ABOUT THIS EXERCISE: Looking through the data, please report how many lines contain the string "crate", giving nothing but the number.

+--

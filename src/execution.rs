//! Execution Engine
//!
//! Mediates between strategies, the risk gate, venues, and the state cache:
//!   - `submit_order` runs risk checks (deny), caches the order, emits
//!     `Submitted`, and routes to the owning venue
//!   - every order event returned by a venue is applied to the canonical
//!     order FSM in the cache (invalid transitions are logged and dropped,
//!     never leaked to accounts or positions)
//!   - fills drive the position lifecycle: NETTING reconciles the single
//!     open position per `(instrument, strategy)`, HEDGING follows the
//!     order's position id
//!   - order events publish on `events.order.{strategy_id}`, position
//!     events on `events.position.{strategy_id}`

use std::cell::RefCell;
use std::rc::Rc;

use indexmap::IndexMap;
use rust_decimal::Decimal;
use tracing::warn;
use uuid::Uuid;

use crate::cache::Cache;
use crate::clock::Nanos;
use crate::data::MarketEventAny;
use crate::enums::OmsType;
use crate::events::{
    OrderDenied, OrderEventAny, OrderEventCore, OrderFilled, OrderSubmitted, PositionChanged,
    PositionClosed, PositionEventAny, PositionOpened,
};
use crate::identifiers::{ClientOrderId, PositionId, Venue};
use crate::msgbus::{BusMessage, MessageBus};
use crate::money::{Price, Quantity};
use crate::orders::Order;
use crate::position::Position;
use crate::risk::RiskEngine;
use crate::venue::SimulatedExchange;

pub struct ExecutionEngine {
    cache: Rc<RefCell<Cache>>,
    msgbus: Rc<MessageBus>,
    pub risk: RiskEngine,
    venues: IndexMap<Venue, SimulatedExchange>,
    pos_count: u64,
}

impl ExecutionEngine {
    pub fn new(cache: Rc<RefCell<Cache>>, msgbus: Rc<MessageBus>, risk: RiskEngine) -> Self {
        Self {
            cache,
            msgbus,
            risk,
            venues: IndexMap::new(),
            pos_count: 0,
        }
    }

    // === Venue registration ===

    pub fn register_venue(&mut self, exchange: SimulatedExchange) {
        self.venues.insert(exchange.venue.clone(), exchange);
    }

    pub fn venue(&self, venue: &Venue) -> Option<&SimulatedExchange> {
        self.venues.get(venue)
    }

    pub fn venue_mut(&mut self, venue: &Venue) -> Option<&mut SimulatedExchange> {
        self.venues.get_mut(venue)
    }

    pub fn venues(&self) -> impl Iterator<Item = &SimulatedExchange> {
        self.venues.values()
    }

    /// Total cash across all venues, each in its base currency.
    pub fn total_cash_balance(&self) -> Decimal {
        self.venues.values().map(|v| v.total_cash_balance()).sum()
    }

    pub fn total_commissions(&self) -> Decimal {
        self.venues
            .values()
            .map(|v| v.account.total_commissions())
            .sum()
    }

    pub fn reset(&mut self) {
        for venue in self.venues.values_mut() {
            venue.reset();
        }
        self.pos_count = 0;
    }

    // === Order commands ===

    /// Risk-gate, cache, and route a new order.
    pub fn submit_order(&mut self, order: Order, ts: Nanos) {
        let deny_reason = order
            .validate()
            .err()
            .map(|e| e.to_string())
            .or_else(|| {
                self.risk
                    .check_order(&order, &self.cache.borrow())
                    .err()
            });

        if let Some(reason) = deny_reason {
            let event = OrderEventAny::Denied(OrderDenied {
                core: Self::core_for(&order, ts),
                reason,
            });
            self.process_event(event);
            return;
        }

        let venue_key = order.instrument_id.venue.clone();
        let Some(account_id) = self.venues.get(&venue_key).map(|v| v.account.id.clone()) else {
            let event = OrderEventAny::Denied(OrderDenied {
                core: Self::core_for(&order, ts),
                reason: format!("no venue registered for '{venue_key}'"),
            });
            self.process_event(event);
            return;
        };

        self.cache.borrow_mut().add_order(order.clone());

        let submitted = OrderEventAny::Submitted(OrderSubmitted {
            core: Self::core_for(&order, ts),
            account_id,
        });
        self.process_event(submitted);

        // Route the post-submission snapshot to the venue.
        let snapshot = self
            .cache
            .borrow()
            .order(&order.client_order_id)
            .cloned()
            .unwrap_or(order);
        let events = self
            .venues
            .get_mut(&venue_key)
            .map(|venue| venue.process_order(&snapshot, ts))
            .unwrap_or_default();
        for event in events {
            self.process_event(event);
        }
    }

    /// Pass a cancel through to the owning venue.
    pub fn cancel_order(&mut self, client_order_id: &ClientOrderId, ts: Nanos) {
        let Some(order) = self.cache.borrow().order(client_order_id).cloned() else {
            warn!(%client_order_id, "cancel for unknown order ignored");
            return;
        };
        let venue_key = order.instrument_id.venue.clone();
        let events = self
            .venues
            .get_mut(&venue_key)
            .map(|venue| venue.cancel_order(&order, ts))
            .unwrap_or_default();
        for event in events {
            self.process_event(event);
        }
    }

    /// Pass an amendment through to the owning venue.
    pub fn modify_order(
        &mut self,
        client_order_id: &ClientOrderId,
        quantity: Option<Quantity>,
        price: Option<Price>,
        trigger_price: Option<Price>,
        ts: Nanos,
    ) {
        let Some(order) = self.cache.borrow().order(client_order_id).cloned() else {
            warn!(%client_order_id, "amendment for unknown order ignored");
            return;
        };
        let venue_key = order.instrument_id.venue.clone();
        let events = self
            .venues
            .get_mut(&venue_key)
            .map(|venue| {
                venue.modify_order(
                    &order.instrument_id,
                    client_order_id,
                    quantity,
                    price,
                    trigger_price,
                    ts,
                )
            })
            .unwrap_or_default();
        for event in events {
            self.process_event(event);
        }
    }

    // === Data routing ===

    /// Route a market event to the venue owning the instrument and process
    /// every order event the matching engine produced.
    pub fn process_data(&mut self, event: &MarketEventAny) {
        let venue_key = event.instrument_id().venue.clone();
        let Some(venue) = self.venues.get_mut(&venue_key) else {
            return;
        };
        let events = match event {
            MarketEventAny::Bar(bar) => venue.process_bar(bar),
            MarketEventAny::Quote(tick) => venue.process_quote_tick(tick),
            MarketEventAny::Trade(tick) => venue.process_trade_tick(tick),
            MarketEventAny::BookDelta(delta) => venue.process_book_delta(delta),
            MarketEventAny::BookDeltas(deltas) => venue.process_book_deltas(deltas),
        };
        for event in events {
            self.process_event(event);
        }
    }

    // === Event processing ===

    /// Apply an order event to the canonical order, reconcile positions on
    /// fills, and publish to the strategy's topic.
    pub fn process_event(&mut self, event: OrderEventAny) {
        let mut apply_failed = false;
        {
            let mut cache = self.cache.borrow_mut();
            if let Some(order) = cache.order_mut(event.client_order_id()) {
                if let Err(err) = order.apply(&event) {
                    warn!(%err, "event dropped by order state machine");
                    apply_failed = true;
                }
            }
        }

        if let OrderEventAny::Filled(fill) = &event {
            if apply_failed {
                // Never leak a rejected fill into positions or accounts.
                return;
            }
            let position_event = self.handle_fill(fill);

            // The venue settled the fill against its account; refresh the
            // cache's snapshot so strategies read current balances.
            if let Some(venue) = self.venues.get(&fill.core.instrument_id.venue) {
                self.cache.borrow_mut().add_account(venue.account.clone());
            }

            let topic = format!("events.position.{}", position_event.strategy_id());
            self.msgbus
                .publish(&topic, &BusMessage::PositionEvent(position_event));
        }

        let topic = format!("events.order.{}", event.strategy_id());
        self.msgbus.publish(&topic, &BusMessage::OrderEvent(event));
    }

    // === Position lifecycle ===

    fn handle_fill(&mut self, fill: &OrderFilled) -> PositionEventAny {
        let instrument_id = &fill.core.instrument_id;
        let oms_type = self
            .venues
            .get(&instrument_id.venue)
            .map(|v| v.oms_type)
            .unwrap_or(OmsType::Netting);
        let multiplier = self
            .cache
            .borrow()
            .instrument(instrument_id)
            .map(|i| i.multiplier)
            .unwrap_or(Decimal::ONE);

        match oms_type {
            OmsType::Netting => {
                let open_id: Option<PositionId> = self
                    .cache
                    .borrow()
                    .positions_open(Some(instrument_id), Some(&fill.core.strategy_id))
                    .first()
                    .map(|p| p.id.clone());
                match open_id {
                    Some(position_id) => self.apply_to_position(&position_id, fill),
                    None => self.open_position(fill, multiplier),
                }
            }
            OmsType::Hedging => {
                let position_id = self
                    .cache
                    .borrow()
                    .order(&fill.core.client_order_id)
                    .and_then(|o| o.position_id.clone())
                    .or_else(|| fill.position_id.clone());
                match position_id {
                    Some(pid) if self.cache.borrow().position(&pid).is_some() => {
                        self.apply_to_position(&pid, fill)
                    }
                    _ => self.open_position(fill, multiplier),
                }
            }
        }
    }

    fn open_position(&mut self, fill: &OrderFilled, multiplier: Decimal) -> PositionEventAny {
        self.pos_count += 1;
        let position_id = PositionId::new(format!(
            "P-{}-{}-{}",
            fill.core.strategy_id, fill.core.instrument_id.symbol, self.pos_count
        ))
        .expect("generated id is non-empty");

        let position = Position::new(position_id.clone(), fill, multiplier);
        let event = PositionEventAny::Opened(PositionOpened {
            trader_id: position.trader_id.clone(),
            strategy_id: position.strategy_id.clone(),
            instrument_id: position.instrument_id.clone(),
            position_id: position_id.clone(),
            account_id: position.account_id.clone(),
            opening_order_id: position.opening_order_id.clone(),
            entry_side: fill.order_side,
            entry_price: fill.last_px,
            quantity: fill.last_qty,
            currency: position.currency.clone(),
            ts_event: fill.core.ts_event,
            ts_init: fill.core.ts_init,
            event_id: Uuid::new_v4(),
        });

        let mut cache = self.cache.borrow_mut();
        cache.add_position(position);
        if let Some(order) = cache.order_mut(&fill.core.client_order_id) {
            order.position_id = Some(position_id);
        }

        event
    }

    fn apply_to_position(&mut self, position_id: &PositionId, fill: &OrderFilled) -> PositionEventAny {
        let mark = self.cache.borrow().mark_price(&fill.core.instrument_id);

        let mut cache = self.cache.borrow_mut();
        let position = cache
            .position_mut(position_id)
            .expect("position resolved before apply");
        position.apply(fill);

        if position.is_closed() {
            PositionEventAny::Closed(PositionClosed {
                trader_id: position.trader_id.clone(),
                strategy_id: position.strategy_id.clone(),
                instrument_id: position.instrument_id.clone(),
                position_id: position_id.clone(),
                account_id: position.account_id.clone(),
                closing_order_id: fill.core.client_order_id.clone(),
                realized_pnl: position.realized_pnl,
                currency: position.currency.clone(),
                ts_event: fill.core.ts_event,
                ts_init: fill.core.ts_init,
                event_id: Uuid::new_v4(),
            })
        } else {
            if let Some(mark) = mark {
                position.update_unrealized(mark);
            }
            PositionEventAny::Changed(PositionChanged {
                trader_id: position.trader_id.clone(),
                strategy_id: position.strategy_id.clone(),
                instrument_id: position.instrument_id.clone(),
                position_id: position_id.clone(),
                account_id: position.account_id.clone(),
                quantity: position.quantity(),
                realized_pnl: position.realized_pnl,
                unrealized_pnl: position.unrealized_pnl,
                ts_event: fill.core.ts_event,
                ts_init: fill.core.ts_init,
                event_id: Uuid::new_v4(),
            })
        }
    }

    fn core_for(order: &Order, ts: Nanos) -> OrderEventCore {
        OrderEventCore::new(
            order.trader_id.clone(),
            order.strategy_id.clone(),
            order.instrument_id.clone(),
            order.client_order_id.clone(),
            ts,
        )
    }
}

+--

ANSWER TO THE EXERCISE: 12